Ein Blick auf die eigene Serie
Schon die Konzeption des Spiels erweist sich für dieses duale Erzählen als überaus geschickt: Der nunmehr bürgerliche Schatzjäger Nathan Drake hat das gefährliche Abenteurerleben zugunsten einer glücklichen Ehe mit Reporterin Elena eigentlich längst zurückgelassen, als urplötzlich sein verschollener Bruder auftaucht. Der schuldet einem Gangsterboss 200 Millionen Dollar, die in kürzester Zeit aufzutreiben sind – und zwar mit der Hälfte des verschollenen Schatzes von Pirat Henry Avery. Die Lösung? Kurz eine Auszeit nehmen und klammheimlich auf die Suche gehen, natürlich. Ein Patentrezept für Drama, das angenehm erwachsen inszeniert wird.

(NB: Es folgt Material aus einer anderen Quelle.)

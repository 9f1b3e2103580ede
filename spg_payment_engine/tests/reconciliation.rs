use spg_common::MicroUsd;
use spg_payment_engine::{
    db_types::{Actor, WithdrawalDecision},
    events::EventProducers,
    fees::FeeSchedule,
    processor_types::SettlementEvent,
    traits::{LedgerError, WalletManagement},
    LedgerApi,
    SettlementApi,
    SqliteDatabase,
    WithdrawalApi,
    WithdrawalPolicy,
};

use crate::support::{new_vendor, prepare_env::{prepare_test_env, random_db_path}, CUSTODY_ADDRESS};

mod support;

async fn new_db() -> SqliteDatabase {
    let url = random_db_path();
    prepare_test_env(&url).await;
    SqliteDatabase::new_with_url(&url, 5).await.expect("Error creating database")
}

#[tokio::test]
async fn balances_match_ledger_sums_after_mixed_activity() {
    let db = new_db().await;
    let price = MicroUsd::from_dollars(500);
    let (wallet, link) = new_vendor(&db, "vendor-1", "Premium plan", price).await;
    let settlement =
        SettlementApi::new(db.clone(), CUSTODY_ADDRESS, FeeSchedule::default(), EventProducers::default());
    let withdrawals = WithdrawalApi::new(db.clone(), WithdrawalPolicy::default(), EventProducers::default());
    let ledger = LedgerApi::new(db.clone(), EventProducers::default());

    // A settlement, a withdrawal and a manual correction later, every balance still equals its
    // ledger sum.
    let event = SettlementEvent::completed("ord_1", CUSTODY_ADDRESS, link.link_code.as_str(), price);
    settlement.handle_event(event).await.unwrap();
    let request = withdrawals
        .request_withdrawal(&Actor::owner("vendor-1"), MicroUsd::from_dollars(100))
        .await
        .unwrap();
    withdrawals
        .process_withdrawal(&Actor::operator("ops-1"), request.id, WithdrawalDecision::Approved, None)
        .await
        .unwrap();
    ledger
        .record_adjustment(&Actor::operator("ops-1"), wallet.id, MicroUsd::from_dollars(1), "goodwill credit")
        .await
        .unwrap();

    let report = ledger.reconcile_all().await.expect("the sweep should pass");
    assert_eq!(report.wallets_checked, 1);
    assert!(report.is_clean());
    assert_eq!(db.balance_for_owner("vendor-1").await.unwrap(), MicroUsd::from(393_500_000));
}

#[tokio::test]
async fn tampered_balances_are_fatal_to_the_sweep() {
    let db = new_db().await;
    let (wallet, _) = new_vendor(&db, "vendor-1", "Premium plan", MicroUsd::from_dollars(10)).await;
    let ledger = LedgerApi::new(db.clone(), EventProducers::default());

    // Write a balance outside the sanctioned path, as a bug or bad migration would.
    sqlx::query("UPDATE wallets SET balance = balance + 1 WHERE id = ?")
        .bind(wallet.id)
        .execute(db.pool())
        .await
        .unwrap();

    let err = ledger.reconcile_wallet(wallet.id).await.expect_err("divergence must be fatal");
    assert!(matches!(err, LedgerError::ReconciliationMismatch { wallet_id, .. } if wallet_id == wallet.id));
    let err = ledger.reconcile_all().await.expect_err("the sweep must refuse to continue");
    assert!(matches!(err, LedgerError::ReconciliationMismatch { .. }));
}

#[tokio::test]
async fn payments_without_credits_are_reported_for_manual_reconciliation() {
    let db = new_db().await;
    new_vendor(&db, "vendor-1", "Premium plan", MicroUsd::from_dollars(10)).await;
    let ledger = LedgerApi::new(db.clone(), EventProducers::default());

    // A payment row with no matching credit: the trace left by a settlement that died between
    // recording and crediting.
    sqlx::query(
        r#"INSERT INTO payments (order_id, owner_id, link_code, gross_amount, fee_amount, net_amount)
           VALUES ('ord_orphan', 'vendor-1', 'lnk_x', 10000000, 150000, 9850000)"#,
    )
    .execute(db.pool())
    .await
    .unwrap();

    let report = ledger.reconcile_all().await.expect("orphans are reported, not fatal");
    assert!(!report.is_clean());
    assert_eq!(report.orphaned_payments.len(), 1);
    assert_eq!(report.orphaned_payments[0].order_id.as_str(), "ord_orphan");
}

Die Schnitzeljagd rund um die Welt entwickelt natürlich auch den unbeschwerten Charakter der Vorgänger: Uncharted 4 ist eine wilde Hatz rund um den Globus, ein gewohnt qualitativ inszenierter Actionfilm. Erstmals mischt sich aber ein doppelter Boden in die Geschichte. Für Nathan Drake steht so nicht mehr der Schatz im Mittelpunkt, sondern zunehmend der Wunsch, doch einfach heil aus dem Abenteuer heraus- und in das heile Leben bürgerlicher Normalität zurückzukommen, während sein altes Selbst mehr oder weniger in die Figur des Bruders gesteckt wird. Der bietet zugleich eine perfekte Gelegenheit, immer wieder auf alte Serienteile anzuspielen – schließlich kennt er Nathans Abenteuer noch nicht und ist längst nicht der erfahrene Abenteurer, dem das Geschehen und das Durchstöbern bildhübscher, verlassener Ruinen nicht länger die ganz große Gänsehaut beschert.

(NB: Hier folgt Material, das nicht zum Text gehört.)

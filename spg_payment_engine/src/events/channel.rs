//! Simple stateless pub-sub event plumbing.
//!
//! Audit consumers subscribe to engine events (credits, debits, withdrawal decisions) through these
//! channels. Handlers are stateless: they receive the event and nothing else, and they run as their
//! own tasks so a slow audit sink never holds up a settlement.

use std::{future::Future, pin::Pin, sync::Arc};

use log::*;
use tokio::{sync::mpsc, task::JoinSet};

pub type Handler<E> = Arc<dyn Fn(E) -> Pin<Box<dyn Future<Output = ()> + Send>> + Send + Sync>;

pub struct EventHandler<E: Send + Sync + 'static> {
    listener: mpsc::Receiver<E>,
    sender: mpsc::Sender<E>,
    handler: Handler<E>,
}

impl<E: Send + Sync + 'static> EventHandler<E> {
    pub fn new(buffer_size: usize, handler: Handler<E>) -> Self {
        let (sender, receiver) = mpsc::channel(buffer_size);
        Self { listener: receiver, sender, handler }
    }

    pub fn subscribe(&self) -> EventProducer<E> {
        EventProducer::new(self.sender.clone())
    }

    /// Runs the handler loop until every subscribed producer has been dropped, then waits for any
    /// in-flight handler tasks to finish.
    pub async fn start_handler(mut self) {
        debug!("📬️ Starting event handler");
        // drop the internal sender so the loop ends once the last producer is gone
        drop(self.sender);
        let mut jobs = JoinSet::new();
        while let Some(ev) = self.listener.recv().await {
            trace!("📬️ Handling event");
            let handler = Arc::clone(&self.handler);
            jobs.spawn(async move {
                (handler)(ev).await;
            });
            // reap tasks that have already completed so the set doesn't grow unbounded
            while jobs.try_join_next().is_some() {}
        }
        while let Some(result) = jobs.join_next().await {
            if let Err(e) = result {
                warn!("📬️ An event handler task did not run to completion: {e}");
            }
        }
        debug!("📬️ Event handler has shut down");
    }
}

#[derive(Clone)]
pub struct EventProducer<E: Send + Sync> {
    sender: mpsc::Sender<E>,
}

impl<E: Send + Sync> EventProducer<E> {
    pub fn new(sender: mpsc::Sender<E>) -> Self {
        Self { sender }
    }

    pub async fn publish_event(&self, event: E) {
        if let Err(e) = self.sender.send(event).await {
            error!("📬️ Failed to send event: {e}");
        }
    }
}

Der kurze Rückfall in unbeschwerte Abenteuertage und den Sog einer Schatzssuche gehört daher nach der ersten Hälfte des Spiels der Vergangenheit an und wird wie die Hauptfiguren gründlich hinterfragt. Damit wirft Naughty Dog auch einen kritischen Blick auf das eigene Konzept und die eigene Figur. Nicht zuletzt wird die Schatzjagd, eine Geschichte auch um Gier und Niedertracht, in der Vergangenheit gespiegelt, was die Dramatik um den Rückfall des (gewandelten) Helden auf die Spitze treibt: Bis zum ganz großen Finale bleibt völlig unklar, ob sich Geschichte ein weiteres Mal wiederholt.
Virtuelle Schauspielkünste
Erzählerisch hat Naughty Dog also nichts an Können eingebüßt, im Gegenteil tut der Wechsel der Tonart der Serie gut. Vielleicht hilft auch das Selbstbewusstsein als etablierte Institution, den durchaus als mutig zu bezeichnenden Wechsel hin zu ein wenig mehr ruhigem Erzählen sowie die Abkehr vom Übernatürlichen, vom Mantel-und-Degen-Szenario hin zum Familiären anzustoßen. Auch das erscheint gelungen: Serie und Protagonisten sind erwachsen geworden, die lose kooperierenden Schurken und stets blödelnden Haudegen werden, auch dank der herausragenden Gesichtsanimationen, bessere und „realere“ Charaktere. Blass bleiben lediglich die Antagonisten, die nur dann und wann einmal auftauchen dürfen, aber für die Handlung keine größere Wichtigkeit besitzen.
Dabei sind es wie in The Last of Us Kleinigkeiten, die die Erzählung fast filmreif auf den Fernseher bringen. Es sind kleine Gesten, Blicke und Reaktionen der Protagonisten, ihre Hinwendung zur Szenerie, die die Welt und ihre Bewohner in besonderem Maße glaubhaft erscheinen lassen. Besonders hoch anzurechnen ist Naughty Dog, dass die Geschichte um die Drake-Brüder sauber und mit befriedigendem Ende abgeschlossen wird. Obwohl Naughty Dog gleich mehrere Hintertüren offen lässt, um die Serie mit weiteren Erzählungen ausbauen zu können, wird Nathan Drake nicht mehr ihr Hauptdarsteller. Diese Geschichte endet tatsächlich.